Pero al final el Papa concede su bendición, no sé si es la expresión apropiada, a los franquistas.
— Sí, no cabe duda de que el apoyo papal es un éxito de Franco y del cardenal Isidro Gomá, que hizo de mediador ante la Santa Sede. Pío XI acabó cediendo y envió un nuncio a la zona franquista.

Pero la Iglesia también fue víctima y sufrió la hostilidad de determinados sectores, ¿no?
— Sí, así era la sociedad de los años 30. En la actualidad, muy secularizada, nos cuesta entender ese ambiente. El problema era que existía demasiada distancia entre las élites tradicionales y las clases populares. En ese escenario, la Iglesia toma una posición muy clara y lleva a cabo una politización de sus bases. Cabe recordar que al principio de la II República se cuestiona el voto femenino porque se le considera conservador y muy influido por sacerdotes y confesores. Incluso Azaña dice que, políticamente, no se fía de su esposa. Dicho esto, ni todos los anarquistas eran unos terroristas sanguinarios ni todos los religiosos eran unos franquistas recalcitrantes deseosos de eliminar rojos. Volviendo a Bartomeu Oliver, era maestro en Algaida, llevaba sotana y dialogaba con los republicanos, lo que era muy mal visto por los que deberían ser los suyos.

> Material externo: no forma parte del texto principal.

//! Share management and public share access handlers.

use axum::Json;
use axum::extract::{Path, State};
use axum::http::StatusCode;
use validator::Validate;

use locker_core::types::ShareId;
use locker_entity::share::{ShareLink, SharedDocumentView};

use crate::dto::request::{CreateShareBody, UnlockShareRequest};
use crate::dto::response::{ApiResponse, MessageResponse};
use crate::error::ApiResult;
use crate::extractors::AuthUser;
use crate::state::AppState;

/// GET /api/shares
pub async fn list_shares(
    State(state): State<AppState>,
    auth: AuthUser,
) -> ApiResult<Json<ApiResponse<Vec<ShareLink>>>> {
    let shares = state.share_service.list_shares(&auth).await?;
    Ok(Json(ApiResponse::ok(shares)))
}

/// POST /api/shares
pub async fn create_share(
    State(state): State<AppState>,
    auth: AuthUser,
    Json(req): Json<CreateShareBody>,
) -> ApiResult<(StatusCode, Json<ApiResponse<ShareLink>>)> {
    req.validate()?;
    let link = state.share_service.create_share(&auth, req.into()).await?;
    Ok((StatusCode::CREATED, Json(ApiResponse::ok(link))))
}

/// DELETE /api/shares/{id}
pub async fn delete_share(
    State(state): State<AppState>,
    auth: AuthUser,
    Path(id): Path<ShareId>,
) -> ApiResult<Json<ApiResponse<MessageResponse>>> {
    state.share_service.delete_share(&auth, id).await?;
    Ok(Json(ApiResponse::ok(MessageResponse::new("Share deleted"))))
}

/// GET /shared/{token}: public share resolution
///
/// Answers 200 for every resolution state, unknown tokens included; the
/// outcome is in `data.state`.
pub async fn view_shared(
    State(state): State<AppState>,
    Path(token): Path<String>,
) -> ApiResult<Json<ApiResponse<SharedDocumentView>>> {
    let view = state.access_service.resolve(&token).await?;
    Ok(Json(ApiResponse::ok(view)))
}

/// POST /shared/{token}/unlock: resolve a password-protected share
pub async fn unlock_shared(
    State(state): State<AppState>,
    Path(token): Path<String>,
    Json(req): Json<UnlockShareRequest>,
) -> ApiResult<Json<ApiResponse<SharedDocumentView>>> {
    req.validate()?;
    let view = state.access_service.unlock(&token, &req.password).await?;
    Ok(Json(ApiResponse::ok(view)))
}
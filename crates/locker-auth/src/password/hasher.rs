//! Argon2id password hashing and verification.

use argon2::{
    Argon2,
    password_hash::{
        PasswordHash, PasswordHasher as ArgonHasher, PasswordVerifier, SaltString, rand_core::OsRng,
    },
};

use locker_core::error::AppError;

/// Hashes and verifies share-link passwords with Argon2id.
#[derive(Debug, Clone)]
pub struct PasswordHasher;

impl PasswordHasher {
    /// Creates a new password hasher instance.
    pub fn new() -> Self {
        Self
    }

    /// Hashes a plaintext password using Argon2id with a random salt.
    pub fn hash_password(&self, password: &str) -> Result<String, AppError> {
        let salt = SaltString::generate(&mut OsRng);
        let argon2 = Argon2::default();

        let hash = argon2
            .hash_password(password.as_bytes(), &salt)
            .map_err(|e| AppError::internal(format!("Password hashing failed: {e}")))?;

        Ok(hash.to_string())
    }

    /// Verifies a plaintext password against a stored Argon2id hash.
    ///
    /// Returns `Ok(true)` if the password matches, `Ok(false)` if not.
    pub fn verify_password(&self, password: &str, hash: &str) -> Result<bool, AppError> {
        let parsed_hash = PasswordHash::new(hash)
            .map_err(|e| AppError::internal(format!("Invalid password hash format: {e}")))?;

        match Argon2::default().verify_password(password.as_bytes(), &parsed_hash) {
            Ok(()) => Ok(true),
            Err(argon2::password_hash::Error::Password) => Ok(false),
            Err(e) => Err(AppError::internal(format!(
                "Password verification failed: {e}"
            ))),
        }
    }
}

impl Default for PasswordHasher {
    fn default() -> Self {
        Self::new()
    }
}

#[cfg(test)]
mod tests {
    use super::*;

    #[test]
    fn test_hash_and_verify() {
        let hasher = PasswordHasher::new();
        let hash = hasher.hash_password("open sesame").unwrap();
        assert!(hash.starts_with("$argon2id$"));
        assert!(hasher.verify_password("open sesame", &hash).unwrap());
        assert!(!hasher.verify_password("open sesame!", &hash).unwrap());
    }

    #[test]
    fn test_malformed_hash_is_an_error() {
        assert!(PasswordHasher::new().verify_password("x", "not-a-hash").is_err());
    }
}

¿Qué pasó con estos sacerdotes mal vistos?
— Muchos sacerdotes mallorquines estuvieron en el punto de mira de los falangistas por motivos políticos, morales o por una conducta independiente, aunque sólo Jeroni Alomar sería sometido a un consejo de guerra y ejecutado. El obispo Josep Miralles ya advirtió a los sacerdotes de que no se metieran en líos políticos porque si lo hacían, él no les iba a defender. Eso no iba con los sacerdotes falangistas radicales, que incluso acusaron a Miralles de ser demasiado blando. A nivel español, hay que apuntar que en Zamora había una cárcel de sacerdotes antifranquistas.

¿Esa situación se mantiene hasta el Concilio Vaticano II?
— Tras el concilio, el régimen se encontró descolocado. El papa Pablo VI estuvo muy mal visto y la Conferencia Episcopal Española mantuvo su línea dura hasta que el cardenal Tarancón accedió a la presidencia. Entre 1939 y 1959, la Iglesia acumuló mucho poder en los ámbitos educativo y social, y tenía una gran presencia pública. Después del concilio, aparecieron más sacerdotes comprometidos con las clases populares y el régimen no pudo evitar las transformaciones sociales, entre ellas la derivada del turismo.